WHAT IS REQUIRED: Look through the entries that follow and return each line that has the string "Sync".
╭──
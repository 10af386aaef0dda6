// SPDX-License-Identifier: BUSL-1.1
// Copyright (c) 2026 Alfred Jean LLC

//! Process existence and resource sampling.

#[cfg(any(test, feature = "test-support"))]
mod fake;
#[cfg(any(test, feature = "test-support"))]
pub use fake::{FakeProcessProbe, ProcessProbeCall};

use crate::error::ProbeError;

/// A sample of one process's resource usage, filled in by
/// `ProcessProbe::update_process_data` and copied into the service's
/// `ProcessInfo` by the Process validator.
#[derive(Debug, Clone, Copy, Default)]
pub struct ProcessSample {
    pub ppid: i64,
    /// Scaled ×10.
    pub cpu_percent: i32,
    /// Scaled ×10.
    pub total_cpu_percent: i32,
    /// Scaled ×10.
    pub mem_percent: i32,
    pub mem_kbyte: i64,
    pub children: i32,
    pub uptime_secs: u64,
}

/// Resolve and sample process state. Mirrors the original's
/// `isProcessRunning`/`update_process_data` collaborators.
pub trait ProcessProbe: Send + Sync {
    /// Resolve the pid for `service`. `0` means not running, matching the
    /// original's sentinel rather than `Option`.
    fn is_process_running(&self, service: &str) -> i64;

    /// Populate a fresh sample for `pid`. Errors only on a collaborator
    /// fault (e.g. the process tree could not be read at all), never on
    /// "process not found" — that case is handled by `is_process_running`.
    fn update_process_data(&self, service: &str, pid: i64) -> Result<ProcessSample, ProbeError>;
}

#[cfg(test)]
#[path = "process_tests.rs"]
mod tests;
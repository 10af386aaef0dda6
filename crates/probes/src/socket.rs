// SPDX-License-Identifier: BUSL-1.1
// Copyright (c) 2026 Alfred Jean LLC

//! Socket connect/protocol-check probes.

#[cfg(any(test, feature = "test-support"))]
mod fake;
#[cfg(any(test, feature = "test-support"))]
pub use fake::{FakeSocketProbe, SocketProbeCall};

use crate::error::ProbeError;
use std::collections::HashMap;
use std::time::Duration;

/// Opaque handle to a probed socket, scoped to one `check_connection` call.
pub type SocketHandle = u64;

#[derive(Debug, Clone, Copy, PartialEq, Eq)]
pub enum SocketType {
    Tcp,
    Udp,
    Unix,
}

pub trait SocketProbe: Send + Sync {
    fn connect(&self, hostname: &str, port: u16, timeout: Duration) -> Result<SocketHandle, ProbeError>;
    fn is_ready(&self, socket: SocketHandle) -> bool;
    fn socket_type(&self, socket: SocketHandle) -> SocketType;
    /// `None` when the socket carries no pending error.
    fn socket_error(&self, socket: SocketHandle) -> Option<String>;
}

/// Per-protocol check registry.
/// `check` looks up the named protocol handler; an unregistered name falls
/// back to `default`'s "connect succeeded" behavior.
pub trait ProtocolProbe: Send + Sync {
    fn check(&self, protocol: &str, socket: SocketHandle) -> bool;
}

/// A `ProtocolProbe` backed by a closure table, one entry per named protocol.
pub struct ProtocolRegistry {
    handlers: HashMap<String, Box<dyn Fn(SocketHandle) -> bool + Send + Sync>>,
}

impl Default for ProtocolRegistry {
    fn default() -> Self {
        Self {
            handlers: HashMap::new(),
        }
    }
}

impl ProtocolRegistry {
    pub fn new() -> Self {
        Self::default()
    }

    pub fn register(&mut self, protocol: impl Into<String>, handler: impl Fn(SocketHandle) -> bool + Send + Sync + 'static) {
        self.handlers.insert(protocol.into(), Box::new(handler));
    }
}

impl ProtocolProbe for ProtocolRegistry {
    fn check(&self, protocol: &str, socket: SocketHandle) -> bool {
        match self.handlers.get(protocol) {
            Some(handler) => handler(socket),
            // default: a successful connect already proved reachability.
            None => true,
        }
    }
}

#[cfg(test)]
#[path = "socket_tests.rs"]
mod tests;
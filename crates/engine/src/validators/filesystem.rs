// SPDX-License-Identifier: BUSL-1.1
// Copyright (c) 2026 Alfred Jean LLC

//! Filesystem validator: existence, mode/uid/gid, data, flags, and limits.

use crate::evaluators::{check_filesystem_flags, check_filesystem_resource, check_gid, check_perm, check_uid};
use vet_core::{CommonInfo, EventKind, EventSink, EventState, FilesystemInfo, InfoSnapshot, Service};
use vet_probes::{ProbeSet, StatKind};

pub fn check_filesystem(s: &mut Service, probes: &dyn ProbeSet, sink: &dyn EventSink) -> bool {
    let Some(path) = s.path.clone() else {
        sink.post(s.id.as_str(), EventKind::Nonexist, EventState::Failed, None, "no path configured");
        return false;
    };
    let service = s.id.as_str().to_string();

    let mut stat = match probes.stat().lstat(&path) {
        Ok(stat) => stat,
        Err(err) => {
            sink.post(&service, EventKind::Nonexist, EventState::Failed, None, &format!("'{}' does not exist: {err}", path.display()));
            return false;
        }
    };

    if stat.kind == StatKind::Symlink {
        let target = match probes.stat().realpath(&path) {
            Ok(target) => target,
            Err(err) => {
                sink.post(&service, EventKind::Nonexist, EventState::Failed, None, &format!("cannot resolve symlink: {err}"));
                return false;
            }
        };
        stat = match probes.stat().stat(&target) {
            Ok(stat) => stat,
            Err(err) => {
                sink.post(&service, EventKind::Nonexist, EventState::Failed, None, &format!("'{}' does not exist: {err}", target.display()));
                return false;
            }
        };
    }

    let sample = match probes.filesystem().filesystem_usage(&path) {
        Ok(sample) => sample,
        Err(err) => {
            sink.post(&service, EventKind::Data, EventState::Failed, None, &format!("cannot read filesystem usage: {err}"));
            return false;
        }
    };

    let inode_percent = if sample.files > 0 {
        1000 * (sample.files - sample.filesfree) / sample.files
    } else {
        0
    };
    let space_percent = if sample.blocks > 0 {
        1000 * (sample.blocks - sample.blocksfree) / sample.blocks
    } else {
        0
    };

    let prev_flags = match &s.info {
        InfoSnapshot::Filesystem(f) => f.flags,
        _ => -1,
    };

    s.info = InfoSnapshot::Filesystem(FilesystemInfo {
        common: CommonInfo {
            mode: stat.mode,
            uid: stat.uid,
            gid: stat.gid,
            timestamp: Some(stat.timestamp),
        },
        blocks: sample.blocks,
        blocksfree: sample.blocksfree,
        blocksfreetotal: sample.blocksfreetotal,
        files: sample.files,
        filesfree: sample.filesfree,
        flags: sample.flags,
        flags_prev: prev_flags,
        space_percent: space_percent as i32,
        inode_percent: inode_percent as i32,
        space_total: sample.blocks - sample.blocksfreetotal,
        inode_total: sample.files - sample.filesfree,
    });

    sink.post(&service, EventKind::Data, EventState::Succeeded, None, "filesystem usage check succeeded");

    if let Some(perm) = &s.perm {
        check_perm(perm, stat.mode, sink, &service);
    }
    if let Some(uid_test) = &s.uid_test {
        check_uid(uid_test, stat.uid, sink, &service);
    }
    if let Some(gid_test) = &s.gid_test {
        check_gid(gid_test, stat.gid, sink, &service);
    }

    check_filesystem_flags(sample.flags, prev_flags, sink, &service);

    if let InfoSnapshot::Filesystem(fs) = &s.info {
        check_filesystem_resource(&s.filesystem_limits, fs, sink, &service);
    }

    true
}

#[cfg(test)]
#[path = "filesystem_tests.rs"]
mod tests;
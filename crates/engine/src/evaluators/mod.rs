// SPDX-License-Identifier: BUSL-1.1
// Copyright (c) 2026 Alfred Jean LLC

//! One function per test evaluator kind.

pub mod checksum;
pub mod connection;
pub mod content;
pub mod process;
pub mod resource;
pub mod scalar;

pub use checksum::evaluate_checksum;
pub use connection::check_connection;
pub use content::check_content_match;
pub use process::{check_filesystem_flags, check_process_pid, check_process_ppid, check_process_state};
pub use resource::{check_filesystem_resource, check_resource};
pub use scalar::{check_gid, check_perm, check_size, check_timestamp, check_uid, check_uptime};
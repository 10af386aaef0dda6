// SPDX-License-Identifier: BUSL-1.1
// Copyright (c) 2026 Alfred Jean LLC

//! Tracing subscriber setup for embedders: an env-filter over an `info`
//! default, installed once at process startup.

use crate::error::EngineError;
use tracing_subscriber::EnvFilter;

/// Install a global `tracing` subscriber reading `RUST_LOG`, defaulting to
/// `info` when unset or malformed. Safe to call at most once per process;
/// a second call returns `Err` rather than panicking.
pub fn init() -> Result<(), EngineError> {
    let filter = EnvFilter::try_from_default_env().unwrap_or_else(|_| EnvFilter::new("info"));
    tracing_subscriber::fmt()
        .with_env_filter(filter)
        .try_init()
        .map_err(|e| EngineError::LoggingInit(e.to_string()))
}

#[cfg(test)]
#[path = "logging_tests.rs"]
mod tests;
╰──
THE ANSWER:
pub trait ProcessProbe: Send + Sync {
pub trait SocketProbe: Send + Sync {
pub trait ProtocolProbe: Send + Sync {
    handlers: HashMap<String, Box<dyn Fn(SocketHandle) -> bool + Send + Sync>>,
    pub fn register(&mut self, protocol: impl Into<String>, handler: impl Fn(SocketHandle) -> bool + Send + Sync + 'static) {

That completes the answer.